Governo Draghi, Galli ministro della Salute? La risposta
Il commento di Massimo Galli circa la possibilità che il suo nome sia tra i papabili per il ministero della Salute nel governo Draghi
“Se Mario Draghi dovesse chiamarmi per fare il ministro della Salute? Spero proprio che non lo faccia. Io non credo di essere particolarmente adatto, io so fare altre cose”. Massimo Galli, primario infettivologo dell’ospedale Sacco di Milano, docente all’università Statale del capoluogo lombardo, risponde così ad ‘Agorà’ sui Rai3 alla domanda su un possibile ruolo nel nuovo Governo.
“Soprattutto in sanità, c’è bisogno di non avere interruzioni di vario tipo – spiega Galli -. Evviva la continuità. Lo dico con tutta franchezza e non è una valutazione di tipo politico, ma di tipo pratico”. In una situazione come questa serve “il massimo possibile di velocità ed efficienza“, che significa anche “evitare lunghi periodi in cui qualcuno deve imparare da capo cosa fare, che è un problema di tutti i tecnici che io conosco, o quasi”.

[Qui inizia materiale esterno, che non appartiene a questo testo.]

use std::time::Duration;

use async_trait::async_trait;
use axum::body::Body as AxumBody;
use hyper::{Request, Response};
use thiserror::Error;

/// Transport-level failures surfaced by an [`HttpClient`].
///
/// The variants mirror how the dispatcher answers the client: connection
/// failures mean the upstream was never reached, resets mean it died
/// mid-exchange, and everything else is a generic transport fault.
#[derive(Error, Debug)]
#[non_exhaustive]
pub enum HttpClientError {
    /// The upstream could not be reached (refused, unresolvable)
    #[error("connection failed: {0}")]
    Connection(String),

    /// The upstream accepted the connection but the exchange died mid-flight
    #[error("connection reset: {0}")]
    Reset(String),

    /// The request could not be constructed
    #[error("invalid request: {0}")]
    InvalidRequest(String),

    /// Any other transport fault
    #[error("transport error: {0}")]
    Transport(String),
}

/// Result type alias for HTTP client operations
pub type HttpClientResult<T> = Result<T, HttpClientError>;

/// Port for forwarding HTTP requests to upstream services.
///
/// Per-attempt deadlines are owned by the dispatcher, so `send_request` runs
/// without a timeout of its own. Health probes carry their own budget.
#[async_trait]
pub trait HttpClient: Send + Sync + 'static {
    /// Forward a fully prepared request to an upstream service.
    async fn send_request(&self, req: Request<AxumBody>) -> HttpClientResult<Response<AxumBody>>;

    /// Probe `url`, returning whether it answered a success status within
    /// `timeout`.
    async fn health_check(&self, url: &str, timeout: Duration) -> HttpClientResult<bool>;
}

“Non è assolutamente necessario, a mio avviso, mettere uno del mio, del nostro mestiere nella posizione di ministro o di viceministro o di sottosegretario. Credo sia importante che chi c’è a svolgere determinate funzioni utilizzi al meglio le indicazioni, i consigli e anche magari alcune operatività di persone con determinate caratteristiche”, ma “non è necessario in modo stringente mettere una persona con un profilo strettamente tecnico a fare il ministro. Se si fa, credo debba essere fatta una scelta nell’ambito di chi ha un profilo importante nel campo della sanità pubblica. Io sono prevalentemente un clinico”, quindi “non sto in nessun caso parlando di me”.

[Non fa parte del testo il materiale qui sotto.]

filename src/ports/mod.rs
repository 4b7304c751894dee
pub mod http_client;

pub use http_client::{HttpClient, HttpClientError, HttpClientResult};
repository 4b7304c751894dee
use std::{error::Error as _, time::Duration};

use async_trait::async_trait;
use axum::body::Body as AxumBody;
use eyre::Result;
use http_body_util::BodyExt;
use hyper::{Request, Response, Version, header, header::HeaderValue};
use hyper_rustls::HttpsConnector;
use hyper_util::{
    client::legacy::{Client, connect::HttpConnector},
    rt::TokioExecutor,
};
use rustls_native_certs::load_native_certs;
use tokio::time::timeout;

use crate::ports::http_client::{HttpClient, HttpClientError, HttpClientResult};

/// HTTP client adapter using Hyper with Rustls.
///
/// Responsibilities:
/// * Forwards prepared requests and classifies transport failures so the
///   dispatcher can tell "never reached" from "died mid-exchange"
/// * Pins upstream requests to HTTP/1.1 regardless of the inbound version
/// * Performs HEAD based health probes with a bounded budget
///
/// Retries, circuit breaking and per-attempt deadlines live in the
/// dispatcher; this adapter stays a thin transport.
pub struct HttpClientAdapter {
    client: Client<HttpsConnector<HttpConnector>, AxumBody>,
}

impl HttpClientAdapter {
    /// Create a new HTTP client adapter.
    pub fn new() -> Result<Self> {
        // Install default crypto provider for rustls if not already set
        let _ = rustls::crypto::aws_lc_rs::default_provider().install_default();

        let mut http_connector = HttpConnector::new();
        http_connector.enforce_http(false); // Allow HTTPS URLs

        let mut root_cert_store = rustls::RootCertStore::empty();
        let native_certs = load_native_certs();

        if !native_certs.certs.is_empty() {
            for cert in native_certs.certs {
                if root_cert_store.add(cert).is_err() {
                    tracing::warn!("Failed to add native certificate to rustls RootCertStore");
                }
            }
            tracing::info!("Loaded {} native root certificates.", root_cert_store.len());
        }

        if !native_certs.errors.is_empty() {
            tracing::warn!(
                "Some native certificates failed to load: {:?}",
                native_certs.errors
            );
        }

        let tls_config = rustls::ClientConfig::builder()
            .with_root_certificates(root_cert_store)
            .with_no_client_auth();

        let https_connector = hyper_rustls::HttpsConnectorBuilder::new()
            .with_tls_config(tls_config)
            .https_or_http()
            .enable_http1()
            .wrap_connector(http_connector);

        let client = Client::builder(TokioExecutor::new()).build::<_, AxumBody>(https_connector);

        Ok(Self { client })
    }

    /// Identify the gateway to upstreams unless the caller already set an agent.
    fn add_default_headers(req: &mut Request<AxumBody>) {
        let headers = req.headers_mut();
        if !headers.contains_key(header::USER_AGENT) {
            headers.insert(
                header::USER_AGENT,
                HeaderValue::from_static("Peregrine-Gateway/1.0"),
            );
        }
    }
}

/// Render an error with its full cause chain, root cause last.
fn error_chain(err: &dyn std::error::Error) -> String {
    let mut out = err.to_string();
    let mut source = err.source();
    while let Some(cause) = source {
        out.push_str(": ");
        out.push_str(&cause.to_string());
        source = cause.source();
    }
    out
}

/// Map a legacy client error onto the port's taxonomy.
///
/// The interesting information sits at the bottom of the source chain as an
/// `io::Error`; refusals and unresolvable hosts mean the upstream was never
/// reached, resets and timeouts mean it went away mid-exchange.
fn classify_error(err: hyper_util::client::legacy::Error) -> HttpClientError {
    let detail = error_chain(&err);

    let mut source: Option<&(dyn std::error::Error + 'static)> = err.source();
    while let Some(cause) = source {
        if let Some(io_err) = cause.downcast_ref::<std::io::Error>() {
            use std::io::ErrorKind;
            return match io_err.kind() {
                ErrorKind::ConnectionRefused
                | ErrorKind::NotFound
                | ErrorKind::AddrNotAvailable
                | ErrorKind::HostUnreachable
                | ErrorKind::NetworkUnreachable => HttpClientError::Connection(detail),
                ErrorKind::ConnectionReset
                | ErrorKind::ConnectionAborted
                | ErrorKind::BrokenPipe
                | ErrorKind::TimedOut
                | ErrorKind::UnexpectedEof => HttpClientError::Reset(detail),
                _ if err.is_connect() => HttpClientError::Connection(detail),
                _ => HttpClientError::Transport(detail),
            };
        }
        if let Some(hyper_err) = cause.downcast_ref::<hyper::Error>()
            && (hyper_err.is_incomplete_message() || hyper_err.is_timeout())
        {
            return HttpClientError::Reset(detail);
        }
        source = cause.source();
    }

    if err.is_connect() {
        HttpClientError::Connection(detail)
    } else {
        HttpClientError::Transport(detail)
    }
}

#[async_trait]
impl HttpClient for HttpClientAdapter {
    async fn send_request(
        &self,
        mut req: Request<AxumBody>,
    ) -> HttpClientResult<Response<AxumBody>> {
        Self::add_default_headers(&mut req);

        let span = tracing::debug_span!(
            "upstream_request",
            http.method = %req.method(),
            http.path = %req.uri().path(),
            upstream = %req.uri().authority().map_or_else(|| "unknown".to_string(), |a| a.to_string()),
            http.status_code = tracing::field::Empty,
        );
        let _enter = span.enter();

        // Rewrite Host to the upstream authority so virtual-hosted backends
        // answer for the right site.
        let Some(host) = req.uri().host() else {
            return Err(HttpClientError::InvalidRequest(format!(
                "outgoing URI has no host: {}",
                req.uri()
            )));
        };
        let host_value = match req.uri().port() {
            Some(port) => HeaderValue::from_str(&format!("{host}:{}", port.as_u16())),
            None => HeaderValue::from_str(host),
        }
        .map_err(|e| HttpClientError::InvalidRequest(format!("invalid host header: {e}")))?;
        req.headers_mut().insert(header::HOST, host_value);

        let (mut parts, body) = req.into_parts();
        // An inbound h2 request would otherwise carry its version into the
        // connection pool, which only speaks HTTP/1.1.
        parts.version = Version::HTTP_11;
        let outgoing = Request::from_parts(parts, body);

        match self.client.request(outgoing).await {
            Ok(response) => {
                tracing::Span::current().record("http.status_code", response.status().as_u16());

                let (mut parts, hyper_body) = response.into_parts();
                // Hyper already decoded the framing; leaving the header in
                // would let Axum re-announce chunking it no longer controls.
                parts.headers.remove(header::TRANSFER_ENCODING);
                Ok(Response::from_parts(parts, AxumBody::new(hyper_body)))
            }
            Err(err) => {
                let classified = classify_error(err);
                tracing::debug!(error = %classified, "upstream request failed");
                Err(classified)
            }
        }
    }

    async fn health_check(&self, url: &str, probe_timeout: Duration) -> HttpClientResult<bool> {
        let request = Request::builder()
            .method("HEAD")
            .uri(url)
            .version(Version::HTTP_11)
            .body(AxumBody::empty())
            .map_err(|e| HttpClientError::InvalidRequest(e.to_string()))?;

        match timeout(probe_timeout, self.client.request(request)).await {
            Ok(Ok(response)) => {
                let is_healthy = response.status().is_success();
                // Consume the body to prevent resource leaks
                let _ = response.into_body().collect().await;
                tracing::debug!(url, is_healthy, "health probe answered");
                Ok(is_healthy)
            }
            Ok(Err(err)) => {
                tracing::debug!(url, error = %err, "health probe failed");
                Ok(false)
            }
            Err(_) => {
                tracing::debug!(url, timeout_ms = probe_timeout.as_millis() as u64, "health probe timed out");
                Ok(false)
            }
        }
    }
}
use std::path::Path;

use config::{Config, File, FileFormat};
use eyre::{Context, Result};

use crate::config::models::GatewayConfig;

/// Load configuration from a file using the config crate
/// Supports multiple formats: YAML, JSON, TOML, etc.
pub async fn load_config(config_path: &str) -> Result<GatewayConfig> {
    load_config_sync(config_path)
}

/// Load configuration synchronously
pub fn load_config_sync(config_path: &str) -> Result<GatewayConfig> {
    let config_path = Path::new(config_path);

    // Determine file format based on extension
    let format = match config_path.extension().and_then(|ext| ext.to_str()) {
        Some("yaml") | Some("yml") => FileFormat::Yaml,
        Some("json") => FileFormat::Json,
        Some("toml") => FileFormat::Toml,
        Some("ini") => FileFormat::Ini,
        _ => FileFormat::Yaml, // Default to YAML
    };

    let settings = Config::builder()
        .add_source(File::new(
            config_path
                .to_str()
                .ok_or_else(|| eyre::eyre!("Invalid UTF-8 path: {}", config_path.display()))?,
            format,
        ))
        .build()
        .with_context(|| format!("Failed to build config from {}", config_path.display()))?;

    let gateway_config: GatewayConfig = settings.try_deserialize().with_context(|| {
        format!(
            "Failed to deserialize config from {}",
            config_path.display()
        )
    })?;

    Ok(gateway_config)
}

“È evidente che tutto quello che sta succedendo” sul fronte politico in Italia “sta provocando dei rallentamenti che sarebbe il caso di non avere”, osserva Galli. Per esempio “io ho nel cassetto un paio di richieste di fare al ministro, che” però “per cortesia non ho ritenuto di avanzare al ministro Speranza in una fase di transizione come questa”.

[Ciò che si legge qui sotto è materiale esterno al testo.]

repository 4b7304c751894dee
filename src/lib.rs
//! Peregrine - a resilient API gateway for service fleets.
//!
//! Peregrine fronts a set of backend services with a **hexagonal architecture**:
//! business logic lives in `core`, the `ports` module defines the traits the
//! core depends on, and `adapters` provides the HTTP client, proxy dispatcher,
//! WebSocket bridge and router implementations.
//!
//! # Features
//! - Declarative path routing: ordered prefix → rewrite tables per service,
//!   first match wins, segment-aware matching
//! - Per-service circuit breaking (closed / open / half-open with a single
//!   trial call after the cooldown)
//! - Bounded retries with exponential backoff for transient transport failures
//! - WebSocket bridging with paired backend connections, fallback mode when
//!   the backend is unreachable, and newest-wins session displacement
//! - Active health checking and `/health` + `/status` self-endpoints
//! - Structured tracing via `tracing`, graceful shutdown on SIGINT/SIGTERM
//!
//! # Quick Example
//! ```no_run
//! use std::sync::Arc;
//!
//! use peregrine::core::{PathRewriter, ServiceRegistry};
//!
//! # #[tokio::main] async fn main() -> eyre::Result<()> {
//! // Load a configuration (TOML, YAML or JSON)
//! let cfg = peregrine::config::load_config("config.toml").await?;
//! let registry = Arc::new(ServiceRegistry::from_config(&cfg));
//! let rewriter = PathRewriter::new(registry);
//! // You would normally wire this into the dispatcher and router adapters
//! // (see the binary crate).
//! # Ok(()) }
//! ```
//!
//! # Architecture
//! The crate separates **ports** (traits) from **adapters** (implementations)
//! while keeping business logic inside `core`. End users should prefer the
//! re-exports documented below instead of reaching into internal modules
//! directly.
//!
//! # Error Handling
//! Startup paths return `eyre::Result<T>` with context attached via `WrapErr`.
//! The dispatch path uses the domain error type [`core::ProxyError`]; clients
//! always receive a JSON error body, never a bare status.
//!
//! # Concurrency & Data Structures
//! Shared mutable maps (circuit breakers, WebSocket sessions) use
//! `scc::HashMap` for predictable performance under contention.
pub mod config;
pub mod ports;
pub mod tracing_setup;
pub mod utils;

// These modules are implementation details and should not be directly used by users
pub mod adapters;
pub mod core;

// Re-export the specific types needed by the binary crate
pub use crate::{
    adapters::{GatewayState, HealthChecker, HttpClientAdapter, HttpProxyDispatcher,
        WebSocketBridge, build_router},
    core::{BreakerRegistry, BreakerSettings, PathRewriter, ServiceRegistry, SessionRegistry},
    ports::http_client::HttpClient,
    utils::GracefulShutdown,
};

Per Galli “c’è necessità di una capacità di intervento che fino adesso è stata limitata fondamentalmente da una concreta debolezza, che si manifesta soprattutto con questo balletto continuo tra centro e periferie, tra Regioni che vogliono fare ciascuna come le pare. Una situazione che finisce per essere dannosissima in un Paese come il nostro – conclude Galli – in cui il frazionamento degli interventi diventa particolarmente pericoloso”.